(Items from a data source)
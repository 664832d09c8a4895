//! The serializable form of a structural edit.

use docsync_pointer::Path;
use serde::{Deserialize, Serialize};
use serde_json::Value;

use super::apply;

/// One structural edit issued by a form surface.
///
/// Encoded as JSON tagged by `op`:
///
/// ```
/// use docsync::Mutation;
/// use serde_json::json;
///
/// let m: Mutation = serde_json::from_value(json!({
///     "op": "update", "path": ["info", "title"], "value": "Petstore"
/// })).unwrap();
/// assert_eq!(m.apply(&json!({})), json!({"info": {"title": "Petstore"}}));
/// ```
#[derive(Debug, Clone, PartialEq, Serialize, Deserialize)]
#[serde(tag = "op", rename_all = "snake_case")]
pub enum Mutation {
    Update {
        path: Path,
        value: Value,
    },
    AddItem {
        path: Path,
        item: Value,
    },
    RemoveItem {
        path: Path,
    },
    RenameKey {
        path: Path,
        old_key: String,
        new_key: String,
    },
    ToggleRequired {
        path: Path,
        key: String,
        required: bool,
    },
}

impl Mutation {
    /// Apply to a snapshot, producing the next snapshot.
    pub fn apply(&self, doc: &Value) -> Value {
        match self {
            Mutation::Update { path, value } => apply::update(doc, path, value.clone()),
            Mutation::AddItem { path, item } => apply::add_item(doc, path, item.clone()),
            Mutation::RemoveItem { path } => apply::remove_item(doc, path),
            Mutation::RenameKey {
                path,
                old_key,
                new_key,
            } => apply::rename_key(doc, path, old_key, new_key),
            Mutation::ToggleRequired {
                path,
                key,
                required,
            } => apply::toggle_required(doc, path, key, *required),
        }
    }

    /// The path the operation addresses. For `rename_key` and
    /// `toggle_required` this is the containing mapping or schema.
    pub fn path(&self) -> &Path {
        match self {
            Mutation::Update { path, .. }
            | Mutation::AddItem { path, .. }
            | Mutation::RemoveItem { path }
            | Mutation::RenameKey { path, .. }
            | Mutation::ToggleRequired { path, .. } => path,
        }
    }

    pub fn name(&self) -> &'static str {
        match self {
            Mutation::Update { .. } => "update",
            Mutation::AddItem { .. } => "add_item",
            Mutation::RemoveItem { .. } => "remove_item",
            Mutation::RenameKey { .. } => "rename_key",
            Mutation::ToggleRequired { .. } => "toggle_required",
        }
    }
}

WHAT THE EXERCISE ASKS ▸
Output every entry exactly as it appears.

RESPONSE TO THIS TASK ▸
repository 664832d09c8a4895
//! The serializable form of a structural edit.

use docsync_pointer::Path;
use serde::{Deserialize, Serialize};
use serde_json::Value;

use super::apply;

/// One structural edit issued by a form surface.
///
/// Encoded as JSON tagged by `op`:
///
/// ```
/// use docsync::Mutation;
/// use serde_json::json;
///
/// let m: Mutation = serde_json::from_value(json!({
///     "op": "update", "path": ["info", "title"], "value": "Petstore"
/// })).unwrap();
/// assert_eq!(m.apply(&json!({})), json!({"info": {"title": "Petstore"}}));
/// ```
#[derive(Debug, Clone, PartialEq, Serialize, Deserialize)]
#[serde(tag = "op", rename_all = "snake_case")]
pub enum Mutation {
    Update {
        path: Path,
        value: Value,
    },
    AddItem {
        path: Path,
        item: Value,
    },
    RemoveItem {
        path: Path,
    },
    RenameKey {
        path: Path,
        old_key: String,
        new_key: String,
    },
    ToggleRequired {
        path: Path,
        key: String,
        required: bool,
    },
}

impl Mutation {
    /// Apply to a snapshot, producing the next snapshot.
    pub fn apply(&self, doc: &Value) -> Value {
        match self {
            Mutation::Update { path, value } => apply::update(doc, path, value.clone()),
            Mutation::AddItem { path, item } => apply::add_item(doc, path, item.clone()),
            Mutation::RemoveItem { path } => apply::remove_item(doc, path),
            Mutation::RenameKey {
                path,
                old_key,
                new_key,
            } => apply::rename_key(doc, path, old_key, new_key),
            Mutation::ToggleRequired {
                path,
                key,
                required,
            } => apply::toggle_required(doc, path, key, *required),
        }
    }

    /// The path the operation addresses. For `rename_key` and
    /// `toggle_required` this is the containing mapping or schema.
    pub fn path(&self) -> &Path {
        match self {
            Mutation::Update { path, .. }
            | Mutation::AddItem { path, .. }
            | Mutation::RemoveItem { path }
            | Mutation::RenameKey { path, .. }
            | Mutation::ToggleRequired { path, .. } => path,
        }
    }

    pub fn name(&self) -> &'static str {
        match self {
            Mutation::Update { .. } => "update",
            Mutation::AddItem { .. } => "add_item",
            Mutation::RemoveItem { .. } => "remove_item",
            Mutation::RenameKey { .. } => "rename_key",
            Mutation::ToggleRequired { .. } => "toggle_required",
        }
    }
}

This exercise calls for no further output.